Francisco d'Esquivel or Desquivel (c. 1550 in Vitoria – 21 December 1624 in Cagliari) was a Spanish archbishop and a major figure in the history of Sardinia.

==Life==
He was the son of Francisco de Ali d'Esquivel and his wife Maria de Landa. In 1584 he gained degree in civil and church law at the University of Leon, where he later taught for a few years. He became vicar or deputy to the bishop of Castel Rodrigo and around 1595 took charge of the Inquisition on Majorca. In this post he gained the support not only of the population but also of Philip IV of Spain, who in 1604 nominated him to be archbishop of Cagliari. Pope Paul V confirmed his election to the post on 20 June 1605.

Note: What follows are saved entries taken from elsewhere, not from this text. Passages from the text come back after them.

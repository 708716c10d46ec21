use std::fmt;

use serde::{Deserialize, Serialize};
use uuid::Uuid;

// ---------------------------------------------------------------------------
// Identities
// ---------------------------------------------------------------------------

/// Team identity. Regenerated on every ingestion run.
#[derive(Debug, Clone, Copy, PartialEq, Eq, Hash, PartialOrd, Ord, Serialize, Deserialize)]
pub struct TeamId(pub Uuid);

impl TeamId {
    pub fn new() -> Self {
        Self(Uuid::new_v4())
    }
}

impl Default for TeamId {
    fn default() -> Self {
        Self::new()
    }
}

impl fmt::Display for TeamId {
    fn fmt(&self, f: &mut fmt::Formatter<'_>) -> fmt::Result {
        write!(f, "{}", self.0)
    }
}

/// Match identity. Regenerated on every ingestion run.
#[derive(Debug, Clone, Copy, PartialEq, Eq, Hash, PartialOrd, Ord, Serialize, Deserialize)]
pub struct MatchId(pub Uuid);

impl MatchId {
    pub fn new() -> Self {
        Self(Uuid::new_v4())
    }
}

impl Default for MatchId {
    fn default() -> Self {
        Self::new()
    }
}

impl fmt::Display for MatchId {
    fn fmt(&self, f: &mut fmt::Formatter<'_>) -> fmt::Result {
        write!(f, "{}", self.0)
    }
}

// ---------------------------------------------------------------------------
// Team
// ---------------------------------------------------------------------------

/// Championship group a team plays in.
#[derive(Debug, Clone, Copy, PartialEq, Eq, Hash, PartialOrd, Ord, Default, Serialize, Deserialize)]
pub enum Group {
    #[default]
    A,
    B,
    C,
}

impl Group {
    pub fn label(&self) -> &'static str {
        match self {
            Group::A => "A",
            Group::B => "B",
            Group::C => "C",
        }
    }
}

impl fmt::Display for Group {
    fn fmt(&self, f: &mut fmt::Formatter<'_>) -> fmt::Result {
        f.write_str(self.label())
    }
}

#[derive(Debug, Clone, PartialEq, Serialize, Deserialize)]
pub struct Team {
    pub id: TeamId,
    pub name: String,
    pub group: Group,
}

// ---------------------------------------------------------------------------
// Match
// ---------------------------------------------------------------------------

/// One played match, both sides plus match-wide totals.
#[derive(Debug, Clone, PartialEq, Serialize, Deserialize)]
pub struct Match {
    pub id: MatchId,
    pub team1_id: TeamId,
    pub team2_id: TeamId,
    pub round: u32,
    pub referee: Option<String>,
    pub points_team1: u32,
    pub points_team2: u32,
    pub total_points: u32,
    pub tries_team1: u32,
    pub tries_team2: u32,
    pub total_tries: u32,
    pub tries_from_lineout: u32,
    pub tries_from_scrum: u32,
    /// Ball-in-play time in seconds.
    pub effective_time_seconds: u32,
    pub kicking_game: u32,
    pub total_rucks: u32,
    pub ruck_success_team1: f64,
    pub ruck_success_team2: f64,
    pub total_scrums: u32,
    pub scrums_team1: u32,
    pub scrums_team2: u32,
    pub total_lineouts: u32,
    pub lineouts_team1: u32,
    pub lineouts_team2: u32,
    pub total_penalties: u32,
    pub penalties_team1: u32,
    pub penalties_team2: u32,
    pub penalties_defensive_ruck: u32,
    pub penalties_attacking_ruck: u32,
    pub penalties_offside: u32,
    pub penalties_tackle: u32,
    /// The source row as a JSON array.
    pub raw_row_json: String,
}

/// One side of a match. Two per match; `is_home_team` marks team1.
#[derive(Debug, Clone, PartialEq, Serialize, Deserialize)]
pub struct MatchTeamStats {
    pub match_id: MatchId,
    pub team_id: TeamId,
    pub is_home_team: bool,
    pub points: u32,
    pub tries: u32,
    pub ruck_success: f64,
    pub scrums: u32,
    pub lineouts: u32,
    pub penalties: u32,
}

// ---------------------------------------------------------------------------
// Team round stats
// ---------------------------------------------------------------------------

/// A team's statistics for one round. Unique per (team_id, round).
#[derive(Debug, Clone, PartialEq, Serialize, Deserialize)]
pub struct TeamRoundStats {
    pub team_id: TeamId,
    pub round: u32,
    pub points_scored: u32,
    pub points_conceded: u32,
    /// League points earned in the round. Written by standings reconciliation.
    pub match_points: u32,
    pub tries_scored: u32,
    pub tries_conceded: u32,
    pub tries_match: u32,
    pub tries_from_lineout: u32,
    pub tries_from_scrum: u32,
    pub tries_from_turnover: u32,
    pub tries_from_counter_attack: u32,
    pub tries_from_tap: u32,
    pub tries_from_penalty_scrum: u32,
    pub effective_time_seconds: u32,
    pub possession_seconds: u32,
    pub possession_percent: f64,
    pub kicking_game: u32,
    pub tackles_made: u32,
    pub tackles_missed: u32,
    pub tackle_success_rate: f64,
    pub line_breaks: u32,
    pub total_rucks: u32,
    pub ruck_success: f64,
    pub total_scrums: u32,
    pub scrums_won: f64,
    pub scrums_reset: u32,
    pub total_lineouts: u32,
    pub lineouts_won: f64,
    pub penalties_conceded: u32,
    pub pen_defensive_ruck: u32,
    pub pen_attacking_ruck: u32,
    pub pen_offside: u32,
    pub pen_tackle: u32,
    pub pen_lineout_maul: u32,
    pub pen_scrum: u32,
    pub pen_other: u32,
    pub raw_row_json: String,
}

In 1606 he took on the post and left the Inquisition on Sardinia in the hands of a deputy, though he remained a point of reference throughout the kingdom of Sardinia due to his experience in the field right up until the appointment of a permanent inquisitor. He called two diocesan synods and made several pastoral visits across his archdiocese, generally giving a positive assessment of its parish priests but punishing those who did not meet the requirement to remain resident in their parish. On his initiative and that of his predecessors, the city council and parliament, the University of Cagliari was set up via a papal bull of 1606 and a royal diploma of 1620. He also set up a diocesan seminary and both this and the university were staffed by the Jesuits.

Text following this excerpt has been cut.